The best part about seeing John Polson’s disastrous “Swimfan” at the theater was the appearance of radio personalities from local station Q95.5. After they finished giving away free CDs and T-shirts, however, the movie started. After that, the fun stopped.

Paul Wong

Madison Bell is troubled. The cousin of a local dweeb, Madison (Erika Christensen, “Traffic”) uses music to escape from her troubles. The cello is like a drug to her (a sly reference to her crack abusing character in “Traffic,” perhaps? No, just a week attempt to flesh out her character). If this concept is too hard to understand, you best not go see this film. The actual cause of her disturbances, to be fair, is explained later. However, the explanation is far from believable or necessary, except, of course, to the lame ending.

Madison stumbles upon star swimmer Ben Cronin (Jesse Bradford, “Romeo + Juliet”), perhaps accidentally. OK, not accidentally. It was all planned. This is pretty obvious. Golden boy Ben works at the local hospital with his mother and uses swimming as his release. Apparently, he used to be involved in drugs until swimming helped turn his life around in juvenile detention. Gee, hope that doesn’t haunt him later on in the movie.

You can pretty much guess what happens. They meet, he nearly runs her over, drives her home. She subtly hints she wants dinner. They go, and rather than take her home, she manipulates his sorry ass into going for a swim. By swim, I mean sex at the 9 ft. deep marking in the pool.

This one-night stand turns dangerous. Ben can’t let anything distract him from preparing for the big swim meet, where his future dream of going to Stanford will be in the balance. Furthermore, he already has a perfectly wonderful waitress girlfriend, Amy, the girl around whom he’s planning his future. Fortunately, he doesn’t mention her to Madison so she gets angry and attacks Amy … oops, he did that too.

Two things make this film sink like a drowning Madison at the end of the film: The first is the acting. Erika Christensen’s eyes convey her confusion and anger, but Christensen herself is emotionally flat. And Ben, man he is bad. Bradford is nearly a dead ringer for Freddie Prinze Jr. and is clearly evoking his doppelganger’s fine performance in “Summer Catch.” I wish I could say something about Shiri Appleby’s Amy, but her character is so depraved of substance that you end up feeling bad for Appleby more than her cuckolded character. Ben’s friends are no more than weak caricatures of high school kids. Apparently two of the friends are fighting since they used to date, but this is never examined. Neither is Ben’s past history of delinquencies; stealing to fund a drug habit prior to turning his life around. The director has instead chosen to use his hour and a half to focus on a stoned-looking Madison paging Ben and leaving her panties in his care on purpose.

Even outstanding character actor Dan Hedaya (“Commando”) is left with a stereotype of a character in Ben’s demanding swimming coach.

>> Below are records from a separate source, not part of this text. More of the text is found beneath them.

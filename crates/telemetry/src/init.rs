// Path: crates/telemetry/src/init.rs
use tracing_subscriber::{fmt, layer::SubscriberExt, EnvFilter, Registry};

/// Initializes the global `tracing` subscriber for structured JSON logging.
///
/// `RUST_LOG` wins over `default_filter` when it is set. Records emitted
/// through the `log` facade are forwarded to the same subscriber.
pub fn init_tracing(default_filter: &str) -> Result<(), anyhow::Error> {
    let fmt_layer = fmt::layer()
        .json()
        .with_writer(std::io::stderr)
        .with_target(true);
    let filter = EnvFilter::try_from_default_env()
        .or_else(|_| EnvFilter::try_new(default_filter))
        .unwrap_or_else(|_| EnvFilter::new("info"));
    let subscriber = Registry::default().with(filter).with(fmt_layer);
    tracing_log::LogTracer::init()?;
    tracing::subscriber::set_global_default(subscriber)?;
    Ok(())
}
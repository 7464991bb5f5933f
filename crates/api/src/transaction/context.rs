// Path: crates/api/src/transaction/context.rs
//! Defines the stable context for transaction execution.

use crate::services::access::ServiceDirectory;
use crate::services::BlockchainService;
use meridian_types::app::{AccountId, ChainId};
use meridian_types::error::TransactionError;
use std::sync::Arc;

/// Provides stable, read-only context to transaction models and services during execution.
#[derive(Clone)]
pub struct TxContext<'a> {
    /// The current block height being processed.
    pub block_height: u64,
    /// The unique identifier of the chain for replay protection.
    pub chain_id: ChainId,
    /// The `AccountId` of the entity that sent the current transaction.
    /// This is the authoritative source for permission checks within services.
    pub signer_account_id: AccountId,
    /// A read-only directory of available blockchain services.
    pub services: &'a ServiceDirectory,
    /// True when the chain itself is acting: an approved multisig call being
    /// dispatched, or an end-block hook. Always `false` for a user transaction.
    pub is_internal: bool,
}

impl<'a> TxContext<'a> {
    /// Returns a copy of this context marked as chain-initiated.
    pub fn as_internal(&self) -> Self {
        Self {
            is_internal: true,
            ..self.clone()
        }
    }

    /// Looks up a required service by concrete type.
    pub fn service<T: BlockchainService>(&self) -> Result<Arc<T>, TransactionError> {
        self.services.get::<T>().ok_or_else(|| {
            TransactionError::Invalid(format!(
                "required service '{}' is not registered",
                std::any::type_name::<T>()
            ))
        })
    }
}
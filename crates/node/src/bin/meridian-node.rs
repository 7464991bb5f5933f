// Path: crates/node/src/bin/meridian-node.rs
#![forbid(unsafe_code)]

//! Replays finalized blocks against a genesis configuration and prints the result.

use anyhow::Result;
use clap::{Parser, Subcommand};
use meridian_node::{load_blocks, load_config, replay};
use prometheus::{Encoder, TextEncoder};
use std::fs;
use std::path::PathBuf;

#[derive(Parser, Debug)]
#[clap(name = "meridian-node", version, about = "Meridian PoA kernel")]
struct Opts {
    #[clap(subcommand)]
    command: Command,
}

#[derive(Subcommand, Debug)]
enum Command {
    /// Applies a JSON list of blocks on top of genesis and prints a JSON summary.
    Replay {
        #[clap(long, help = "Path to the node.toml configuration file.")]
        config: PathBuf,
        #[clap(long, help = "Path to a JSON array of blocks.")]
        blocks: PathBuf,
        #[clap(long, help = "Write Prometheus text metrics here after replay.")]
        metrics_out: Option<PathBuf>,
    },
}

fn main() -> Result<()> {
    let opts = Opts::parse();
    match opts.command {
        Command::Replay {
            config,
            blocks,
            metrics_out,
        } => {
            let node_config = load_config(&config)?;
            meridian_telemetry::init::init_tracing(&node_config.telemetry.log_filter)?;
            if node_config.telemetry.metrics_enabled || metrics_out.is_some() {
                meridian_telemetry::prometheus::install()?;
            }
            tracing::info!(
                target: "node",
                event = "startup",
                config = ?config,
                blocks = ?blocks,
                chain_id = node_config.chain_id.0
            );

            let block_list = load_blocks(&blocks)?;
            let summary = replay(&node_config, &block_list)?;
            println!("{}", serde_json::to_string_pretty(&summary)?);

            if let Some(path) = metrics_out {
                let mut buf = Vec::new();
                TextEncoder::new().encode(&prometheus::gather(), &mut buf)?;
                fs::write(&path, buf)?;
                tracing::info!(target: "node", path = ?path, "Metrics written.");
            }
            Ok(())
        }
    }
}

The second is the script. If you thought the roses in “American Beauty” or the feather in “Forrest Gump” was heavy-handed, wait until you see how Polson uses such items as a hairpin. The purpose of writing a script is not to bring back subtle items from the beginning of the film and work them into the conclusion. If anybody was unable to gather the majority of the plot from trailers, then shame on them.

Also, is the audience supposed to giggle when Cronin and his girls are having passionate, tense conversations? It says something if even the most accepting audiences can’t buy the drama of Ben’s attempts to distance himself from the psychotic Madison and protect his friends, girlfriend and family from her.

Of course, the person who recognizes Madison as a threat is ignored like a modern day Cassandra. Everyone else is blind to her threat, including Ben’s mom, who unexpectedly receives flowers and a visit from Madison on her birthday. Yet the mother is too stupid to wonder what this strange girl is doing in her house looking at Ben’s baby pictures. Furthermore, nobody recognizes her stealing into the boy’s locker room or impersonating a doctor in a hospital. But then again, in a film partially set at a school where nobody actually attends a class, where a kid can look at nude pictures of a teenaged girl on a school library’s computer, implausibility is just the norm.

The music contributes to the mood of corniness and lame teenage angst. Combining emotional female singers, whiny, bland punk-pop and other genres that belong in “American Pie 2,”, the song choices only enforce the belief that this film is a closet comedy, rather than the thriller “Fatal Attraction”-in-a-high-school look its attempting to pull off.

ESPN.com’s Page Two recently released its list of the top 20 sports movies. Suffice it to say that “Swimfan” won’t be making the list any time soon. With any luck, it will fall along with “Caddyshack 2,” “The Air Up There” and “Karate Kid 3” as among the worst in recent history.

It may not strike you until after you walk out of the theater, but what you’ve just seen is a really poor film. Just all-around, top-to-bottom drivel. Bradford, Christensen, prepare your Razzies speeches now.